Review by Frank Plowright
Niki de Saint Phalle’s life story is an inspiration, one of overcoming a lack of parental warmth, abuse, mental illness, and teaching herself artistic techniques to become an internationally recognised artist with an entire park devoted to her work. However, The Garden of Secrets falls disappointingly short of what it could be.
Surely a major consideration of an artist’s visual biography is to represent their work and their outlook in combination with the details of their life. In this respect The Garden of Secrets is unimaginably disappointing. An image search shows de Saint Phalle’s art as expressively vibrant, revelling in the use of colours as bright as they could be created. This is largely black and white with only very rare deviations from the use of extremely muted colour. An entire book using de Saint Phalle’s colour sense would be overwhelming, but the colour here is half-hearted, and in places half-finished, as if Sandrine Martin couldn’t be bothered beyond a few splodges. It serves the subject extremely poorly, with only a gloss illustration on the back cover approaching the look of de Saint Phalle’s defining work. That the art is so flat and two dimensional is another disappointment, again a puzzling contrast to de Saint Phalle’s own three-dimensional structures, examples of which are seen more toward the end of the book. The most effective artistic implementation on Martin’s part is a series of illustrations of de Saint Phalle in tarot cards, separating the chapters and noting the artistic progression in her life and reflecting her Italian Tarot Garden.

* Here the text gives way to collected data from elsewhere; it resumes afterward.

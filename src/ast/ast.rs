use std::{any::Any, fmt::Debug, slice::Iter};

use crate::lexer::tokens::Token;

/// Statement Types
#[derive(PartialEq, Eq, Debug, Clone, Copy)]
pub enum StmtType {
    LetStmt,
    ReturnStmt,
    ExpressionStmt,
}

/// Statement Trait
///
/// Defines the behavior of all statement types in the AST.
pub trait Stmt: Debug {
    /// Returns the type of the statement.
    fn get_stmt_type(&self) -> StmtType;
    /// Type conversion purposes - used with `.downcast_ref::<T>()`
    fn as_any(&self) -> &dyn Any;
    /// Clones the statement into a StmtWrapper.
    /// Clone cannot be derived for trait objects, so this method is necessary.
    fn clone_wrapper(&self) -> StmtWrapper;
    /// Returns the token the statement was built from.
    fn get_token(&self) -> &Token;
    /// Renders the statement back to source-like text.
    fn render(&self) -> String;
}

/// Statement Wrapper
///
/// A wrapper that allows for any statement kind to be stored with helper methods
#[derive(Debug)]
pub struct StmtWrapper(Box<dyn Stmt>);

impl StmtWrapper {
    pub fn new<T: Stmt + 'static>(stmt: T) -> Self {
        StmtWrapper(Box::new(stmt))
    }
}

impl Stmt for StmtWrapper {
    fn get_stmt_type(&self) -> StmtType {
        self.0.get_stmt_type()
    }
    fn as_any(&self) -> &dyn Any {
        self.0.as_any()
    }
    fn clone_wrapper(&self) -> StmtWrapper {
        self.0.clone_wrapper()
    }
    fn get_token(&self) -> &Token {
        self.0.get_token()
    }
    fn render(&self) -> String {
        self.0.render()
    }
}

impl Clone for StmtWrapper {
    fn clone(&self) -> Self {
        self.clone_wrapper()
    }
}

/// Expression Types
///
/// Defines the various kinds of expressions in the AST.
#[derive(PartialEq, Eq, Clone, Copy, Debug)]
pub enum ExprType {
    Symbol,
    Integer,
    Prefix,
}

pub trait Expr: Debug {
    /// Returns the expression type of the expression.
    fn get_expr_type(&self) -> ExprType;
    /// Type conversion purposes - used with `.downcast_ref::<T>()`
    fn as_any(&self) -> &dyn Any;
    /// Clones the expression into an ExprWrapper.
    /// Clone cannot be derived for trait objects, so this method is necessary.
    fn clone_wrapper(&self) -> ExprWrapper;
    /// Returns the token the expression was built from.
    fn get_token(&self) -> &Token;
    /// Renders the expression back to source-like text.
    fn render(&self) -> String;
}

/// Expression Wrapper
///
/// A wrapper that allows for any expression kind to be stored with helper methods
#[derive(Debug)]
pub struct ExprWrapper(Box<dyn Expr>);

impl ExprWrapper {
    pub fn new<T: Expr + 'static>(expression: T) -> Self {
        ExprWrapper(Box::new(expression))
    }
}

impl Expr for ExprWrapper {
    fn get_expr_type(&self) -> ExprType {
        self.0.get_expr_type()
    }
    fn as_any(&self) -> &dyn Any {
        self.0.as_any()
    }
    fn clone_wrapper(&self) -> ExprWrapper {
        self.0.clone_wrapper()
    }
    fn get_token(&self) -> &Token {
        self.0.get_token()
    }
    fn render(&self) -> String {
        self.0.render()
    }
}

impl Clone for ExprWrapper {
    fn clone(&self) -> Self {
        self.clone_wrapper()
    }
}

/// Root of every parse. Owns the top-level statements in source order.
#[derive(Debug, Clone, Default)]
pub struct Program {
    pub statements: Vec<StmtWrapper>,
}

impl Program {
    pub fn iter(&self) -> Iter<'_, StmtWrapper> {
        self.statements.iter()
    }

    /// Concatenation of the statements' renderings, in order.
    pub fn render(&self) -> String {
        self.statements.iter().map(|stmt| stmt.render()).collect()
    }
}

Dominique Osuch uses a first person narrative to relate the major events in de Saint Phalle’s life, as if she herself were telling the story. Perhaps she is, and the narrative captions are quotes, but this isn’t confirmed. They build a picture of a driven woman who first uses her art to exorcise her anger, then to explore womanhood and femininity, never shying away from balancing her cheerful exhibits with those stressing negativity. She channels passion into every project, embracing the surreal, avant garde and shocking, yet the intuitive laying out of events contextualises this, Osuch making sense of pieces, revealing their truths. Revelations can be expanded by consulting the three page chronology at the end of the book, compressing the influential moments and periods of de Saint Phalle’s life. It also helps in identifying the people who drift in and out of her orbit.
For all her embracing the avant garde, her attraction to brightness ensured that de Saint Phalle’s work was always accessible to the wider public at some level, and as underlined late in the book, de Saint Phalle considered herself mainstream. Martin’s lacklustre art hampers the chances of The Garden of Secrets being accepted in the same way.